Invisible Productions
Rob Weinert-Kendt has a great post about the most produced playwrights at TCG's Member Theatres* (with a few Broadway productions thrown in to boot). Maria MacCarthy has a follow-up looking at the gender ratio of the list; 99Seats and Parabasis widen that lens further; all good reads.
These posts got me wondering about productions at the rest of the theatres in the country. Do Samuel French or Dramatists Play Service ever release the number of productions they license? I'm not sure of any other way to survey the other 2,000+ theatres in the country, and it seems as important as measuring what our leading institutions are producing.

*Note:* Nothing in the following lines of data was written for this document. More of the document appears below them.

// ---------------------------------------------------------------------------
// Unit tests (host-only)
// ---------------------------------------------------------------------------

#[cfg(test)]
mod tests {
    use super::*;
    use crate::hal::{QueueFull, QueueId};
    use core::cell::Cell;

    /// Advances by 10 ns on every read.
    struct SteppingClock(Cell<u64>);

    impl TimeSource for SteppingClock {
        fn now_ns(&self) -> u64 {
            let now = self.0.get() + 10;
            self.0.set(now);
            now
        }
    }

    struct FixedClock(u64);

    impl TimeSource for FixedClock {
        fn now_ns(&self) -> u64 {
            self.0
        }
    }

    fn clock() -> SteppingClock {
        SteppingClock(Cell::new(0))
    }

    #[test]
    fn test_log_starts_frozen() {
        let c = clock();
        let mut m: ExecutionMonitor<4, 2> = ExecutionMonitor::new(&c);
        assert!(m.is_frozen());
        assert!(!m.indicate_activated(0, &c));
        assert_eq!(m.get_activation_log().unwrap().count, 0);
    }

    #[test]
    fn test_ring_full_then_wraps() {
        let c = clock();
        let mut m: ExecutionMonitor<4, 2> = ExecutionMonitor::new(&c);
        m.unfreeze().unwrap();

        for i in 0..4 {
            assert!(m.indicate_activated(i % 2, &c));
        }
        let log = m.get_activation_log().unwrap();
        assert_eq!(log.count, 4);
        assert_eq!(log.latest_index, 3);

        for k in 1..4 {
            m.indicate_deactivated(0, &c);
            let log = m.get_activation_log().unwrap();
            assert_eq!(log.count, 4);
            assert_eq!(log.latest_index, (3 + k) % 4);
            assert_eq!(log.entries[log.latest_index].entry_type, EntryType::Deactivation);
        }
    }

    #[test]
    fn test_log_iterates_in_time_order() {
        let c = clock();
        let mut m: ExecutionMonitor<3, 1> = ExecutionMonitor::new(&c);
        m.unfreeze().unwrap();
        for _ in 0..5 {
            m.indicate_activated(0, &c);
        }

        let stamps: Vec<u64> = m
            .get_activation_log()
            .unwrap()
            .iter()
            .map(|e| e.timestamp_ns)
            .collect();
        assert_eq!(stamps.len(), 3);
        assert!(stamps.windows(2).all(|w| w[0] < w[1]));
        assert_eq!(*stamps.last().unwrap(), c.0.get());
    }

    #[test]
    fn test_freeze_drops_entries_and_keeps_position() {
        let c = clock();
        let mut m: ExecutionMonitor<8, 1> = ExecutionMonitor::new(&c);
        m.unfreeze().unwrap();
        m.indicate_activated(0, &c);
        m.indicate_deactivated(0, &c);

        m.freeze().unwrap();
        assert!(!m.indicate_activated(0, &c));
        assert!(!m.indicate_deactivated(0, &c));
        let frozen = m.get_activation_log().unwrap();
        assert_eq!((frozen.count, frozen.latest_index), (2, 1));
        let first = frozen.entries[0];

        m.unfreeze().unwrap();
        assert!(m.indicate_activated(0, &c));
        let log = m.get_activation_log().unwrap();
        assert_eq!((log.count, log.latest_index), (3, 2));
        assert_eq!(log.entries[0], first);
    }

    #[test]
    fn test_clear_resets_log() {
        let c = clock();
        let mut m: ExecutionMonitor<4, 1> = ExecutionMonitor::new(&c);
        m.unfreeze().unwrap();
        m.indicate_activated(0, &c);
        m.clear().unwrap();
        let log = m.get_activation_log().unwrap();
        assert_eq!((log.count, log.latest_index), (0, 0));
    }

    #[test]
    fn test_zero_capacity_log_is_unavailable() {
        let c = clock();
        let mut m: ExecutionMonitor<0, 1> = ExecutionMonitor::new(&c);
        assert_eq!(m.unfreeze(), Err(MonitorError::Unavailable));
        assert_eq!(m.freeze(), Err(MonitorError::Unavailable));
        assert_eq!(m.clear(), Err(MonitorError::Unavailable));
        assert!(matches!(m.get_activation_log(), Err(MonitorError::Unavailable)));
        assert!(!m.indicate_activated(0, &c));
        // Statistics keep working without the log.
        m.record_execution(0, 5).unwrap();
        assert_eq!(m.get_usage(0).unwrap().samples, 1);
    }

    #[test]
    fn test_execution_statistics() {
        let c = clock();
        let mut m: ExecutionMonitor<4, 2> = ExecutionMonitor::new(&c);
        for d in [300, 100, 200] {
            m.record_execution(1, d).unwrap();
        }
        let stats = m.get_usage(1).unwrap();
        assert_eq!(
            stats,
            ExecutionStats {
                min_ns: 100,
                max_ns: 300,
                mean_ns: 200,
                samples: 3
            }
        );
        assert_eq!(m.get_usage(0).unwrap(), ExecutionStats::default());
        assert_eq!(m.record_execution(2, 1), Err(MonitorError::NotFound));
        assert_eq!(m.get_usage(2), Err(MonitorError::NotFound));
    }

    #[test]
    fn test_measure_logs_and_times_handler() {
        let c = clock();
        let mut m: ExecutionMonitor<4, 1> = ExecutionMonitor::new(&c);
        m.unfreeze().unwrap();

        let out = m.measure(0, &c, || 42);
        assert_eq!(out, 42);

        // activation stamp, before, after, deactivation stamp: 10 ns apart.
        assert_eq!(m.get_usage(0).unwrap().max_ns, 10);
        let kinds: Vec<EntryType> = m
            .get_activation_log()
            .unwrap()
            .iter()
            .map(|e| e.entry_type)
            .collect();
        assert_eq!(kinds, [EntryType::Activation, EntryType::Deactivation]);
    }

    struct FakeThreads<'a> {
        idle_ns: Option<u64>,
        stack: StackLookup<'a>,
        queue: Option<QueueId>,
    }

    impl ThreadRegistry for FakeThreads<'_> {
        fn idle_cpu_time_ns(&self) -> Option<u64> {
            self.idle_ns
        }

        fn thread_stack(&self, _interface: usize) -> StackLookup<'_> {
            self.stack
        }

        fn queue_of(&self, _interface: usize) -> Option<QueueId> {
            self.queue
        }
    }

    #[test]
    fn test_idle_cpu_usage() {
        let mut m: ExecutionMonitor<0, 1> = ExecutionMonitor::new(&FixedClock(1_000));
        let mut threads = FakeThreads {
            idle_ns: Some(500),
            stack: StackLookup::Missing,
            queue: None,
        };

        // 500 ns idle out of 1000 ns elapsed, then 1800 of 2000.
        m.tick(&threads, &FixedClock(2_000)).unwrap();
        threads.idle_ns = Some(1_800);
        m.tick(&threads, &FixedClock(3_000)).unwrap();

        let usage = m.get_idle_cpu_usage();
        assert_eq!(usage.samples, 2);
        assert!((usage.min_percent - 50.0).abs() < 1e-3);
        assert!((usage.max_percent - 90.0).abs() < 1e-3);
        assert!((usage.mean_percent - 70.0).abs() < 1e-3);

        threads.idle_ns = None;
        assert_eq!(m.tick(&threads, &FixedClock(4_000)), Err(MonitorError::Unavailable));
    }

    #[test]
    fn test_stack_scan_counts_live_end() {
        let mut words = [STACK_PAINT_PATTERN; 64];
        words[60..].copy_from_slice(&[1, 2, 3, 4]);
        let down = StackRegion {
            words: &words,
            growth: StackGrowth::Downward,
        };
        assert_eq!(stack_high_water(&down), 16);

        let mut words = [STACK_PAINT_PATTERN; 64];
        words[..4].copy_from_slice(&[1, 2, 3, 4]);
        let up = StackRegion {
            words: &words,
            growth: StackGrowth::Upward,
        };
        assert_eq!(stack_high_water(&up), 16);

        let untouched = StackRegion {
            words: &[STACK_PAINT_PATTERN; 8],
            growth: StackGrowth::Downward,
        };
        assert_eq!(stack_high_water(&untouched), 0);
    }

    #[test]
    fn test_max_stack_usage_lookup() {
        let c = clock();
        let m: ExecutionMonitor<0, 1> = ExecutionMonitor::new(&c);
        let mut words = [STACK_PAINT_PATTERN; 16];
        words[15] = 0;

        let mut threads = FakeThreads {
            idle_ns: None,
            stack: StackLookup::Painted(StackRegion {
                words: &words,
                growth: StackGrowth::Downward,
            }),
            queue: None,
        };
        assert_eq!(m.max_stack_usage(&threads, 0), Ok(4));

        threads.stack = StackLookup::Unpainted;
        assert_eq!(m.max_stack_usage(&threads, 0), Err(MonitorError::Unavailable));
        threads.stack = StackLookup::Missing;
        assert_eq!(m.max_stack_usage(&threads, 0), Err(MonitorError::NotFound));
    }

    struct FakeQueues(Cell<u32>);

    impl MessageQueues for FakeQueues {
        fn try_send(&mut self, _queue: QueueId, _payload: &[u8]) -> Result<(), QueueFull> {
            Ok(())
        }

        fn pending(&self, queue: QueueId) -> Option<u32> {
            (queue == QueueId(1)).then(|| self.0.get())
        }
    }

    #[test]
    fn test_queued_items_tracks_maximum() {
        let c = clock();
        let mut m: ExecutionMonitor<0, 2> = ExecutionMonitor::new(&c);
        let mut threads = FakeThreads {
            idle_ns: None,
            stack: StackLookup::Missing,
            queue: Some(QueueId(1)),
        };
        let queues = FakeQueues(Cell::new(3));

        assert_eq!(m.queued_items(&threads, &queues, 0), Ok(3));
        queues.0.set(1);
        assert_eq!(m.queued_items(&threads, &queues, 0), Ok(1));
        assert_eq!(m.maximum_queued_items(0), Ok(3));
        assert_eq!(m.maximum_queued_items(1), Ok(0));

        threads.queue = None;
        assert_eq!(m.queued_items(&threads, &queues, 0), Err(MonitorError::Unavailable));
        threads.queue = Some(QueueId(2));
        assert_eq!(m.queued_items(&threads, &queues, 0), Err(MonitorError::Unavailable));
        assert_eq!(m.queued_items(&threads, &queues, 5), Err(MonitorError::NotFound));
    }
}
//! # Board Ports
//!
//! Register-level implementations of the [`hal`](crate::hal) board traits.
//! One submodule per supported board, each behind its own cargo feature.

#[cfg(feature = "samv71")]
pub mod samv71;
//! # Cortex-M7 Port Layer
//!
//! Processor-specific half of fault capture for ARMv7E-M cores.
//!
//! ## Fault entry
//!
//! The HardFault, MemoryManagement, BusFault and UsageFault symbols are
//! defined here in assembly, so they override the weak defaults of
//! `cortex-m-rt`. The entry never uses the stack and only touches r0-r3,
//! whose fault-time values are already in the hardware-stacked frame:
//!
//! ```text
//! cpsid i                          mask everything
//! tst lr, #4 ; mrs r3, msp|psp     r3 = stack that holds the fault frame
//! WDT_CR <- restart key            keep the watchdog off our back
//! report.exception_id <- IPSR
//! report.r0-r3, r12, lr, pc, psr <- [r3 + 0..28]
//! report.r4-r11 <- r4-r11          saved before anything can clobber them
//! report.msp, psp, primask, faultmask, basepri, control <- mrs
//! report.cfsr, hfsr, mmar, bfar <- SCB
//! report.stack_trace_pointer <- r3
//! sp <- top of FAULT_STACK ; b fault_tail
//! ```
//!
//! The tail runs on its own small, 8-byte aligned stack, so a fault caused
//! by a blown main or process stack does not fault again while the report
//! is finished. It drives a [`FaultCapture`](crate::fault::FaultCapture):
//! copies the stack window, seals the report, cleans the data cache so the
//! report reaches SRAM, and resets through the reset controller.

use cortex_m::peripheral::SCB;

/// SHCSR: MEMFAULTENA, BUSFAULTENA, USGFAULTENA.
const SHCSR_FAULT_ENABLES: u32 = 0b111 << 16;

/// CCR: trap on integer division by zero.
const CCR_DIV_0_TRP: u32 = 1 << 4;

/// Give MemManage, BusFault and UsageFault their own vectors instead of
/// escalating to HardFault, and make division by zero fault.
pub fn enable_fault_traps(scb: &mut SCB) {
    // SAFETY: read-modify-write of enable bits only; no priority changes.
    unsafe {
        scb.shcsr.modify(|x| x | SHCSR_FAULT_ENABLES);
        scb.ccr.modify(|x| x | CCR_DIV_0_TRP);
    }
    cortex_m::asm::dsb();
    cortex_m::asm::isb();
}

#[cfg(feature = "samv71")]
mod entry {
    use core::arch::global_asm;

    use crate::board::samv71::{Samv71Reset, Samv71Watchdog};
    use crate::config::{WATCHDOG_CONTROL_ADDRESS, WATCHDOG_RESTART_KEY};
    use crate::death_report::{offsets, DeathReport, DEATH_REPORT_ADDRESS};
    use crate::fault::{self, FaultCapture};

    const FAULT_STACK_WORDS: usize = 256;

    /// Stack for the capture tail. The AAPCS wants 8-byte alignment at
    /// every public call boundary, and the tail is entered with its top.
    #[repr(C, align(8))]
    struct FaultStack([u32; FAULT_STACK_WORDS]);

    static mut FAULT_STACK: FaultStack = FaultStack([0; FAULT_STACK_WORDS]);

    const _: () = assert!(core::mem::align_of::<FaultStack>() == 8);
    const _: () = assert!(core::mem::size_of::<FaultStack>() % 8 == 0);

    /// CFSR; HFSR, MMAR and BFAR follow at +4, +0xC and +0x10.
    const CFSR_ADDRESS: usize = 0xE000_ED28;

    global_asm!(
        ".section .text.kairos_fault_entry,\"ax\",%progbits",
        ".syntax unified",
        ".thumb",
        ".p2align 3",
        ".globl HardFault",
        ".type HardFault,%function",
        ".thumb_func",
        "HardFault:",
        ".globl MemoryManagement",
        ".type MemoryManagement,%function",
        ".thumb_func",
        "MemoryManagement:",
        ".globl BusFault",
        ".type BusFault,%function",
        ".thumb_func",
        "BusFault:",
        ".globl UsageFault",
        ".type UsageFault,%function",
        ".thumb_func",
        "UsageFault:",
        "    cpsid i",
        "    tst lr, #4",
        "    ite eq",
        "    mrseq r3, msp",
        "    mrsne r3, psp",
        "    ldr r0, ={wdt_key}",
        "    ldr r1, ={wdt_cr}",
        "    str r0, [r1]",
        "    ldr r0, ={report}",
        "    mrs r1, ipsr",
        "    ubfx r1, r1, #0, #9",
        "    str r1, [r0, #{off_exception_id}]",
        "    ldr r1, [r3, #0]",
        "    str r1, [r0, #{off_r0}]",
        "    ldr r1, [r3, #4]",
        "    str r1, [r0, #{off_r1}]",
        "    ldr r1, [r3, #8]",
        "    str r1, [r0, #{off_r2}]",
        "    ldr r1, [r3, #12]",
        "    str r1, [r0, #{off_r3}]",
        "    str r4, [r0, #{off_r4}]",
        "    str r5, [r0, #{off_r5}]",
        "    str r6, [r0, #{off_r6}]",
        "    str r7, [r0, #{off_r7}]",
        "    str r8, [r0, #{off_r8}]",
        "    str r9, [r0, #{off_r9}]",
        "    str r10, [r0, #{off_r10}]",
        "    str r11, [r0, #{off_r11}]",
        "    ldr r1, [r3, #16]",
        "    str r1, [r0, #{off_r12}]",
        "    mrs r1, msp",
        "    str r1, [r0, #{off_msp}]",
        "    mrs r1, psp",
        "    str r1, [r0, #{off_psp}]",
        "    ldr r1, [r3, #20]",
        "    str r1, [r0, #{off_lr}]",
        "    ldr r1, [r3, #24]",
        "    str r1, [r0, #{off_pc}]",
        "    ldr r1, [r3, #28]",
        "    str r1, [r0, #{off_psr}]",
        "    mrs r1, primask",
        "    str r1, [r0, #{off_primask}]",
        "    mrs r1, faultmask",
        "    str r1, [r0, #{off_faultmask}]",
        "    mrs r1, basepri",
        "    str r1, [r0, #{off_basepri}]",
        "    mrs r1, control",
        "    str r1, [r0, #{off_control}]",
        "    ldr r1, ={cfsr_address}",
        "    ldr r2, [r1, #0]",
        "    str r2, [r0, #{off_cfsr}]",
        "    ldr r2, [r1, #4]",
        "    str r2, [r0, #{off_hfsr}]",
        "    ldr r2, [r1, #12]",
        "    str r2, [r0, #{off_mmar}]",
        "    ldr r2, [r1, #16]",
        "    str r2, [r0, #{off_bfar}]",
        "    str r3, [r0, #{off_stack_trace_pointer}]",
        "    ldr r1, ={fault_stack}+{fault_stack_bytes}",
        "    mov sp, r1",
        "    b.w {tail}",
        "    .ltorg",
        ".size HardFault, . - HardFault",
        wdt_key = const WATCHDOG_RESTART_KEY,
        wdt_cr = const WATCHDOG_CONTROL_ADDRESS,
        report = const DEATH_REPORT_ADDRESS,
        off_exception_id = const offsets::EXCEPTION_ID,
        off_r0 = const offsets::R0,
        off_r1 = const offsets::R1,
        off_r2 = const offsets::R2,
        off_r3 = const offsets::R3,
        off_r4 = const offsets::R4,
        off_r5 = const offsets::R5,
        off_r6 = const offsets::R6,
        off_r7 = const offsets::R7,
        off_r8 = const offsets::R8,
        off_r9 = const offsets::R9,
        off_r10 = const offsets::R10,
        off_r11 = const offsets::R11,
        off_r12 = const offsets::R12,
        off_msp = const offsets::MSP,
        off_psp = const offsets::PSP,
        off_lr = const offsets::LR,
        off_pc = const offsets::PC,
        off_psr = const offsets::PSR,
        off_primask = const offsets::PRIMASK,
        off_faultmask = const offsets::FAULTMASK,
        off_basepri = const offsets::BASEPRI,
        off_control = const offsets::CONTROL,
        cfsr_address = const CFSR_ADDRESS,
        off_cfsr = const offsets::CFSR,
        off_hfsr = const offsets::HFSR,
        off_mmar = const offsets::MMAR,
        off_bfar = const offsets::BFAR,
        off_stack_trace_pointer = const offsets::STACK_TRACE_POINTER,
        fault_stack = sym FAULT_STACK,
        fault_stack_bytes = const FAULT_STACK_WORDS * 4,
        tail = sym fault_tail,
    );

    /// Second half of the capture. Entered by branch from the assembly
    /// entry with every live register already in the report.
    unsafe extern "C" fn fault_tail() -> ! {
        // SAFETY: interrupts are masked and nothing else runs any more;
        // this is the only reference to the retained report.
        let report = unsafe { &mut *(DEATH_REPORT_ADDRESS as *mut DeathReport) };
        let mut capture = FaultCapture::trapped(report, Samv71Watchdog, Samv71Reset);

        let sp = capture.stack_pointer();
        let words = fault::stack_window_words(sp);
        // SAFETY: stack_window_words only admits aligned windows that lie
        // entirely inside program RAM, which ends below the report.
        let window = unsafe { core::slice::from_raw_parts(sp as usize as *const u32, words) };
        capture.seal(window);

        // SAFETY: sole owner of the core from here on.
        let mut core = unsafe { cortex_m::Peripherals::steal() };
        core.SCB.clean_invalidate_dcache(&mut core.CPUID);

        capture.reset()
    }
}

For example, my most widely produced plays are written for Equalogy, a theatre for social change. Twice a year for the past ten years, two 1-act plays I wrote on dating violence and acquaintance rape have toured colleges of the Northeast, performing for thousands of students. I have no doubt that nothing I've written has had as positive an impact as those plays. And yet, in that world of theatre we call "the field", those plays are essentialy invisible.
I'm sure this is true for many, many other productions, performed in the streets and prisons, cafeterias and gymnasiums of this country. I wouldn't be surprised if the impact on their communities is just as profound as the work of the larger institutions, and yet when theatre's measure is taken, they are often invisible.
A fully inclusive metrics of real value...what would that look like? Is it even possible?
*TCG is my goodly employer
Hey Gus,
Thanks so much for the shout-out! Could I pick your brain about Equalogy sometime? This looks like EXACTLY the kind of program that I've been looking for... I developed a script that I would absolutely love to take on tour to college campuses (about similar subject matter to yours, actually) but have no idea how to go about it. Any light you can shed would be most welcome.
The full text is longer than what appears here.